In studies with a three or five year horizons the ICER for DBS decreases and the differences between studies becomes less pronounced. Here, it was obs-erved that the ICER can be as low as € 21,085 in the UK , with the upper limit being at € 30,409  (Table 2). In comparison to the other device-aided therapies DBS had the most favourable cost-effectiveness profile [25, 32]. This reduction in costs after the first few years of DBS implantation was also noted by others, where it was observed that the costs of DBS were highest during the first year and included mainly the costs of the device, surgery and hospitalisation, after which they decreased until battery replacement [33, 34].
In the studies with a temporal horizon of 10 years or more (up to life-time), the tendency for decreasing costs associated with DBS becomes clearer. Here, for example, Tomaszewski et al. showed that total life-time costs were $452,000 for STN DBS and $417,000 for BMT. QALYs gained were 7.80 and 7.08, respectively, resulting in an ICER of $49,194 (€ 54,660) . Compared to the results of Dams et al. both costs and utilities were high, as in the latter study the ICER was only € 6,677 . Incremental costs, however, were similar and it should be noted the studies were performed 12 years apart .
A similar low ICER was noted in the studies by Pietzsch et al. and Fundament and colleagues [28, 37], yet could not be confirmed in a UK based study were the ICER was € 86,021 due to the only modest QALY gain of 0.60 of DBS compared to BMT  (Table 2). Interestingly, even in PD patients with early stage disease the ICER of STN DBS can be relatively low at € 22,710 .
The discrepancy between the included DBS studies can result from differences in the context-specific costs and utility calculations, however all included studies showed that DBS is cost-effective. Additi-onally, differences between studies in terms of participants’ severity of PD and the duration of motor fluctuations may have had an impact on direct costs [38, 39]. This was also demonstrated by Espey et al. who compared early vs late DBS and reported 2.5 additional QALYs for early initiation of DBS. Assuming a lifelong time horizon for cost-effec-tiveness calculations this may have resulted in a benefit compared to studies that employed a relatively later initiation of DBS .
Comparison of the three advanced therapies
Three studies have compared the advanced the-rapies for PD in terms of cost-effectiveness. Valldeoriola et al. have compared all three therapies and found that the mean cumulative five-year cost per patient was lowest in patients treated with DBS (€ 88,014), and highest in those on IJLI (€ 233,986) (costs associated with apomorphine infusion were € 141,393). Despite initial high costs associated with DBS (32.3%of the total five-year costs for this therapy), yearly average started decreasing in the second year post-intervention with costs of € 17,603, compared to € 46,797 for IJLI and € 28,279 for apomorphine infusion .
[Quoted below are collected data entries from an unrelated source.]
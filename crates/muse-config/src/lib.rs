#![allow(clippy::must_use_candidate)]

//! Configuration for the muse generation core
//!
//! Loaded from TOML with `{{ env.VAR }}` expansion. Every component takes
//! its section by reference at construction; nothing reads config through
//! global state.

pub mod cache;
mod env;
mod loader;
pub mod provider;
pub mod quota;
pub mod rate_limit;
pub mod routing;

use std::collections::HashMap;

use serde::Deserialize;

pub use cache::CacheConfig;
pub use provider::{ProviderConfig, ProviderType};
pub use quota::QuotaConfig;
pub use rate_limit::{ClassRateLimit, RateLimitConfig, RateLimitStorage, RedisConfig};
pub use routing::OperationRouting;

/// Top-level muse configuration
#[derive(Debug, Default, Deserialize)]
#[serde(deny_unknown_fields)]
pub struct Config {
    /// Generation providers, keyed by registry name
    #[serde(default)]
    pub providers: HashMap<String, ProviderConfig>,
    /// Per-operation routing (provider priority, timeout, cache TTL)
    #[serde(default)]
    pub operations: HashMap<muse_core::Operation, OperationRouting>,
    /// Rate limiting
    #[serde(default)]
    pub rate_limit: RateLimitConfig,
    /// Result cache
    #[serde(default)]
    pub cache: CacheConfig,
    /// Tier quota limits
    #[serde(default)]
    pub quota: QuotaConfig,
}

impl Config {
    /// Routing for an operation, or the class defaults when unconfigured
    ///
    /// An unconfigured operation has no default provider priority list:
    /// only caller-preferred providers are tried before the local fallback.
    /// A routing with no TTL of its own inherits the cache section's
    /// `default_ttl_seconds`.
    pub fn routing_for(&self, operation: muse_core::Operation) -> OperationRouting {
        let mut routing = self
            .operations
            .get(&operation)
            .cloned()
            .unwrap_or_else(|| OperationRouting::defaults_for(operation));
        routing.cache_ttl_secs.get_or_insert(self.cache.default_ttl_seconds);
        routing
    }
}
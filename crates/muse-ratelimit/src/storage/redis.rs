use std::time::Duration;

use crate::error::RateLimitError;

/// Fixed-window limiter backed by a shared Redis counter, for running
/// several gateway instances against one budget.
#[derive(Clone)]
pub struct RedisLimiter {
    client: redis::Client,
    max_requests: u32,
    window: Duration,
}

impl RedisLimiter {
    pub fn new(url: &str, max_requests: u32, window: Duration) -> Result<Self, RateLimitError> {
        let client =
            redis::Client::open(url).map_err(|e| RateLimitError::Redis(format!("invalid Redis URL: {e}")))?;

        Ok(Self {
            client,
            max_requests,
            window,
        })
    }

    /// Consume one slot for the key, or report how long to wait
    pub async fn check(&self, key: &str) -> Result<(), RateLimitError> {
        use redis::AsyncCommands;

        let mut conn = self
            .client
            .get_multiplexed_async_connection()
            .await
            .map_err(|e| RateLimitError::Redis(format!("connection failed: {e}")))?;

        let counter_key = format!("muse:ratelimit:{key}");
        let window_secs = self.window.as_secs().max(1);

        // SET NX seeds the counter with its expiry in the same round trip
        // as the INCR, so a crash between the two commands cannot leave a
        // counter that never expires. The seed is a no-op once the key
        // exists, and the expiry set at creation outlives every INCR in
        // the window.
        let (count,): (u32,) = redis::pipe()
            .atomic()
            .cmd("SET")
            .arg(&counter_key)
            .arg(0)
            .arg("NX")
            .arg("EX")
            .arg(window_secs)
            .ignore()
            .incr(&counter_key, 1u32)
            .query_async(&mut conn)
            .await
            .map_err(|e| RateLimitError::Redis(format!("counter update failed: {e}")))?;

        if count > self.max_requests {
            let ttl: i64 = conn
                .ttl(&counter_key)
                .await
                .map_err(|e| RateLimitError::Redis(format!("TTL lookup failed: {e}")))?;

            return Err(RateLimitError::Exceeded {
                retry_after: u64::try_from(ttl.max(1)).unwrap_or(window_secs),
            });
        }

        Ok(())
    }
}

#[cfg(test)]
mod tests {
    use super::*;

    #[test]
    fn invalid_url_is_rejected_up_front() {
        let result = RedisLimiter::new("not-a-redis-url", 10, Duration::from_secs(60));
        assert!(matches!(result, Err(RateLimitError::Redis(_))));
    }
}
In the PND27 Study, performed in the United Kingdom, it was estimated that the discounted costs over five years were £69,566 and £80,843 for DBS and apomorphine infusion, respectively, resulting in a cost savings of £11,277 for DBS. In this study cost savings for DBS started from the third year post-intervention, with the initial costs of implantation of the DBS device offset by the ongoing need for apomorphine drug provision . Finally, as mentioned before, Vivancos-Matellano and colleagues showed that CSAI was associated with a 5-year cost reduction of € 124,295 compared to IJLI, and a cost increment of € 20,871 compared to DBS  (Table 2).
Device-aided therapy cost reduction efforts
As evidenced in Table 2 most studies with a temporal horizon of five years or over show that the ICER for the three device-aided was less than or only slightly above the GDP for the countries where the respective studies were conducted. As such, it may be concluded that most device-aided therapies are or have the potential to be, in the long-term, cost-effective, although this is more clear for DBS than for the infusion therapies. In order to further reduce the costs associated with device aided therapies, specifically the infusion therapies, several efforts have been undertaken.
For DBS, rechargeable implantable pulse generators (IPGs) are currently the most promising effort to reduce costs and can also influence higher patient satisfaction associated with reduction of the burden of frequent recharging. Cost analyses revealed that the estimated reduction of costs are approximately € 1,000–2,000 per patient per year over the lifespan of the rechargeable IPG (estimated at 9 years for the Activa RC) [42, 43].
One of the most promising strategies to reduce costs associated with LCIG is the introduction of catechol-O-methyltransferase (COMT) inhibition ei-ther added to the LCIG infusion suspension, or as an add-on therapy. By adding Entacapone to the LCIG suspension (LECIG), Senek et al. were able to show that the Levodopa dose for some patients could be decreased by more than 20%, e.g., by decreasing maintenance dose flowrate while treatment response scores did not change . This LECIG combination is now being marketed in some northern European countries with a price identical to LCIG (around € 155) . Similarly, by adding oral Opicapone, a new third-generation COMT inhibitor, in patients on LCIG a reduction of 24.8%in LCIG daily dose could be achieved, without changes in motor performance, including stable dyskinesia levels. Moreover, a theoretical net average cost savings of £21,497.88 (€ 24,518.33) per patient per year could be achieved . Even though these strategies need to be explored further, they offer hope that the high costs of LCIG and the associated costs per QALY currently over the GDP threshold could be reduced. To our knowledge, there are no strategies underway to reduce CSAI costs.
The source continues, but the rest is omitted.